Surfactant effects in global simulations of cloud droplet activation



[1] Atmospheric aerosols often contain surface active organics. We study the influence of these surfactants on predictions of particle cloud activation potential and aerosol indirect climate effects, by implementing different parametrizations of surfactant effects in the global circulation model ECHAM5.5–HAM2. A parametrization based only on droplet surface tension reduction produces significantly larger effects on predicted cloud droplet numbers than novel parametrizations based on detailed considerations of organic surface activity. It seems better to disregard surfactant effects altogether than employing parametrizations accounting only for effects on surface tension. We strongly recommend not using only the surface tension reduction to represent the surfactant effects in climate models.

1. Introduction

[2] Indirect radiative effects of atmospheric aerosols via their influence on cloud drop formation and cloud properties still account for major uncertainties in predictions of global climate and future climate change [Intergovernmental Panel on Climate Change, 2007]. In particular, cloud condensation nucleus (CCN) activity of the organic aerosol remains to be firmly constrained [Hallquist et al., 2009]. Surface active organic molecules (surfactants) have been observed in atmospheric aerosol and cloud and fog water samples [Cheng et al., 2004] and their aqueous extracts [Dinar et al., 2006] from many types of environments and can collectively comprise a significant fraction of the organic aerosol mass.
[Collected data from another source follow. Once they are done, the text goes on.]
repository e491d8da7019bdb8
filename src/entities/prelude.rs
pub use super::users::Entity as Users;
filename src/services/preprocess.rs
use image::{DynamicImage, ImageResult, imageops::FilterType};
use std::path::Path;

pub const CHANNELS: usize = 3;

/// Batch-of-one NHWC `f32` tensor, values in `[0, 1]`.
#[derive(Debug, Clone, PartialEq)]
pub struct ImageTensor {
    size: u32,
    data: Vec<f32>,
}

impl ImageTensor {
    /// Wraps raw NHWC data. Returns `None` if the length does not match
    /// `size * size * 3`.
    #[must_use]
    pub fn from_raw(size: u32, data: Vec<f32>) -> Option<Self> {
        let side = size as usize;
        (data.len() == side * side * CHANNELS).then_some(Self { size, data })
    }

    #[must_use]
    pub const fn size(&self) -> u32 {
        self.size
    }

    #[must_use]
    pub const fn shape(&self) -> [usize; 4] {
        let side = self.size as usize;
        [1, side, side, CHANNELS]
    }

    #[must_use]
    pub fn data(&self) -> &[f32] {
        &self.data
    }
}

/// Decode → RGB → square resize → scale to `[0, 1]`.
#[derive(Debug, Clone, Copy)]
pub struct ImagePreprocessor {
    size: u32,
}

impl ImagePreprocessor {
    #[must_use]
    pub const fn new(size: u32) -> Self {
        Self { size }
    }

    #[must_use]
    pub fn preprocess(&self, image: &DynamicImage) -> ImageTensor {
        // Grayscale input is replicated into three channels here.
        let rgb = image.to_rgb8();
        let resized = image::imageops::resize(&rgb, self.size, self.size, FilterType::Triangle);

        let data = resized
            .as_raw()
            .iter()
            .map(|&v| f32::from(v) / 255.0)
            .collect();

        ImageTensor {
            size: self.size,
            data,
        }
    }

    pub fn preprocess_path(&self, path: &Path) -> ImageResult<ImageTensor> {
        let image = image::ImageReader::open(path)?
            .with_guessed_format()?
            .decode()?;
        Ok(self.preprocess(&image))
    }
}
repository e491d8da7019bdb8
//! Init command handler

use std::path::Path;

use crate::config::Config;
use crate::domain::Variant;

pub fn cmd_init(path: &Path, variant: Variant, force: bool) -> anyhow::Result<()> {
    if path.exists() && !force {
        println!("Config already exists at {}", path.display());
        println!("Use --force to overwrite it.");
        return Ok(());
    }

    let config = Config::for_variant(variant);
    config.save_to_path(path)?;

    println!("✓ Wrote {variant} config to {}", path.display());
    println!("  Classifier model: {}", config.models.classifier.path);
    if let Some(segmenter) = &config.models.segmenter {
        println!("  Segmentation model: {}", segmenter.path);
    }
    println!("Set session.secret (64+ bytes) before running in production.");

    Ok(())
}

#[cfg(test)]
mod tests {
    use super::*;

    #[test]
    fn writes_variant_config_once() {
        let dir = std::env::temp_dir().join(format!("imgclass-init-{}", uuid::Uuid::new_v4()));
        let path = dir.join("config.toml");

        cmd_init(&path, Variant::Medical, false).unwrap();
        let written = Config::load_from_path(&path).unwrap();
        assert_eq!(written.profile.variant, Variant::Medical);
        assert!(written.models.segmenter.is_some());

        cmd_init(&path, Variant::Animal, false).unwrap();
        let unchanged = Config::load_from_path(&path).unwrap();
        assert_eq!(unchanged.profile.variant, Variant::Medical);

        cmd_init(&path, Variant::Animal, true).unwrap();
        let replaced = Config::load_from_path(&path).unwrap();
        assert_eq!(replaced.profile.variant, Variant::Animal);
    }
}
[3] Surfactants concentrate in the surfaces and can reduce the surface tension of aqueous solutions, such as activating cloud droplets. Reduced surface tension at the point of droplet activation would enhance CCN activity by suppression of the droplet activation threshold [Shulman et al., 1996], which could ultimately lead to a cooling effect [Facchini et al., 1999]. Sub-micrometer solution droplets can also experience significant depletion of dissolved surfactants from the bulk phase due to surface partitioning, leading to increased equilibrium water vapour pressure over the droplet surfaces [Sorjamaa et al., 2004]. The combined effect on droplet activation of surfactant surface partitioning and surface tension reduction in aqueous solution, is highly non-linear as a function of aerosol size and composition and thus non-trivial to predict. The surface partitioning equilibrium and surface tension of a single activating cloud droplet can be determined from numerical solutions to thermodynamically consistent relations [Prisle et al., 2008, 2010]. Such calculations are however computationally too demanding for implementation to larger scale models [Kokkola et al., 2006]. In global climate models, surfactant effects on cloud droplet activation have therefore traditionally not been considered at all.
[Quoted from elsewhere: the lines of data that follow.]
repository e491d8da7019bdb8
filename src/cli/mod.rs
//! Command-line interface for imgclass.

mod commands;

use clap::{Parser, Subcommand};
use std::path::PathBuf;

use crate::domain::Variant;

/// imgclass - image upload and classification service
#[derive(Parser)]
#[command(name = "imgclass")]
#[command(author, version, about, long_about = None)]
pub struct Cli {
    /// Path to a config file (skips the default search locations)
    #[arg(long, global = true)]
    pub config: Option<PathBuf>,

    #[command(subcommand)]
    pub command: Option<Commands>,
}

#[derive(Subcommand)]
pub enum Commands {
    /// Start the web server (default)
    Serve,

    /// Write a default config file for a variant
    Init {
        /// animal or medical
        #[arg(long, default_value_t = Variant::Animal)]
        variant: Variant,
        /// Overwrite an existing file
        #[arg(long)]
        force: bool,
    },

    /// Classify an image file with the configured model
    Classify {
        /// Image to classify
        path: PathBuf,
        /// Use the segmentation model instead of the classifier
        #[arg(long)]
        segment: bool,
    },

    /// Validate the config and print the resolved profile
    #[command(alias = "check")]
    CheckConfig,
}

pub use commands::*;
[4] Abdul-Razzak and Ghan [2000] presented a parametrization to treat multiple aerosol types in a cloud activation scheme and Abdul-Razzak and Ghan [2004]also included effects of surfactants on the surface tension of activating droplets, neglecting any direct influence of bulk-phase depletion on droplet water activity. Only recently have different parametrizations been developed to comprehensibly account for the combined effects of both surface partitioning and surface tension on cloud droplet activation of organic aerosols [Topping, 2010; Prisle et al., 2011; Raatikainen and Laaksonen, 2011]. These parametrizations are based on different assumptions and approximations at the detailed process level description of surfactant surface partitioning [Gibbs et al., 1928] and droplet activation from Köhler theory [Köhler, 1936], and consequently have somewhat different scope and applications.

[5] We investigate the significance of including surfactant properties of organic aerosol in global scale simulations of cloud droplet numbers and cloud radiative forcing (aerosol indirect climate effects), and the level of microphysical detail required in the representation to yield significant differences in such predictions. To our knowledge, this is the first time that comprehensive surfactant effects have been implemented in a climate model, and thus the first comparison of differences in modelled global cloud droplet concentrations using the novel parametrizations of detailed surfactant CCN activity and evaluating their climate relevance.

2. Surfactant Properties Parametrizations

[6] For the purposes of this work, we have extended the cloud activation parametrization of Abdul-Razzak and Ghan [2000] to account for effects of organic surface activity on critical supersaturations of different particle sizes, according to four different representations (see Figure 1): Traditional equilibrium Köhler theory, disregarding surfactant surface partitioning and assuming the constant surface tension of pure water (K); Reduced surface tension in activating droplets according to total surfactant concentration, following the Szyskowski equation [Szyskowski, 1908] (A); Parametrization by Topping [2010]: The extent of surfactant surface partitioning is calculated according to dry particle composition. Droplet surface tension is reduced according to surfactant concentration remaining in the bulk, following the Szyskowski equation (T); Parameterization of Prisle et al. [2011]: The surfactant is assumed to be completely partitioned to the droplet surface, such that surfactant mass does not affect either concentration or surface tension of activating droplets, essentially treating the organic particle fraction as an insoluble, fully wettable, core (P).

Figure 1.

Overview of the different surfactant CCN activity parametrizations used in this work.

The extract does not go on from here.